— Task directions —
Search the listing below for the word "licenses" and copy each line where it appears.

— Provided entries —
/*
 * Copyright (c) 2024. Govcraft
 *
 * Licensed under either of
 *   * Apache License, Version 2.0 (the "License");
 *     you may not use this file except in compliance with the License.
 *     You may obtain a copy of the License at http://www.apache.org/licenses/LICENSE-2.0
 *   * MIT license: http://opensource.org/licenses/MIT
 *
 * Unless required by applicable law or agreed to in writing, software
 * distributed under the License is distributed on an "AS IS" BASIS,
 * WITHOUT WARRANTIES OR CONDITIONS OF ANY KIND, either express or implied.
 * See the applicable License for the specific language governing permissions and
 * limitations under that License.
 */

use std::time::Duration;

use serde::{Deserialize, Serialize};

use crate::message::ComponentId;

/// Settings of the hosted TCP/IP transport.
///
/// The server listens on `base_port`. The receiver of component `id` listens
/// on `base_port + 1 + id`, so one host can run at most 255 components.
#[derive(Debug, Clone, PartialEq, Eq, Serialize, Deserialize)]
#[serde(default)]
pub struct TcpIpConfig {
    /// Server host name or address.
    pub host: String,

    /// Port of the server. Receiver ports are derived from it.
    pub base_port: u16,

    /// Pause between connection attempts, in milliseconds.
    pub reconnect_interval_ms: u64,

    /// Upper bound for a single connection attempt, in milliseconds.
    pub connect_timeout_ms: u64,

    /// Largest payload accepted in one frame. Never more than 65535.
    pub max_payload_size: usize,

    /// Packets a client or server route buffers before refusing more.
    pub outbound_queue_capacity: usize,
}

impl Default for TcpIpConfig {
    fn default() -> Self {
        Self {
            host: "127.0.0.1".to_string(),
            base_port: 6666,
            reconnect_interval_ms: 500,
            connect_timeout_ms: 1_000,
            max_payload_size: usize::from(u16::MAX),
            outbound_queue_capacity: 256,
        }
    }
}

impl TcpIpConfig {
    /// Reconnect interval as a [`Duration`].
    pub const fn reconnect_interval(&self) -> Duration {
        Duration::from_millis(self.reconnect_interval_ms)
    }

    /// Connect timeout as a [`Duration`].
    pub const fn connect_timeout(&self) -> Duration {
        Duration::from_millis(self.connect_timeout_ms)
    }

    /// `host:base_port`.
    pub fn server_address(&self) -> String {
        format!("{}:{}", self.host, self.base_port)
    }

    /// Port of the receiver for `component`, `None` if it would overflow.
    pub fn receiver_port(&self, component: ComponentId) -> Option<u16> {
        receiver_port(self.base_port, component)
    }

    /// The payload limit, clamped to what the length field can carry.
    pub fn payload_limit(&self) -> usize {
        self.max_payload_size.min(usize::from(u16::MAX))
    }
}

pub(crate) fn receiver_port(base_port: u16, component: ComponentId) -> Option<u16> {
    base_port.checked_add(1)?.checked_add(u16::from(component))
}

#[cfg(test)]
mod tests {
    use super::*;

    #[test]
    fn test_receiver_ports_follow_base_port() {
        let config = TcpIpConfig::default();
        assert_eq!(config.receiver_port(0x01), Some(6668));
        assert_eq!(config.receiver_port(0xFF), Some(6922));
        assert_eq!(receiver_port(u16::MAX - 10, 0x20), None);
    }

    #[test]
    fn test_payload_limit_is_clamped() {
        let config = TcpIpConfig {
            max_payload_size: 1 << 20,
            ..TcpIpConfig::default()
        };
        assert_eq!(config.payload_limit(), 65535);
        assert_eq!(config.server_address(), "127.0.0.1:6666");
    }
}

— Answer for this exercise —
 *     You may obtain a copy of the License at http://www.apache.org/licenses/LICENSE-2.0
 *   * MIT license: http://opensource.org/licenses/MIT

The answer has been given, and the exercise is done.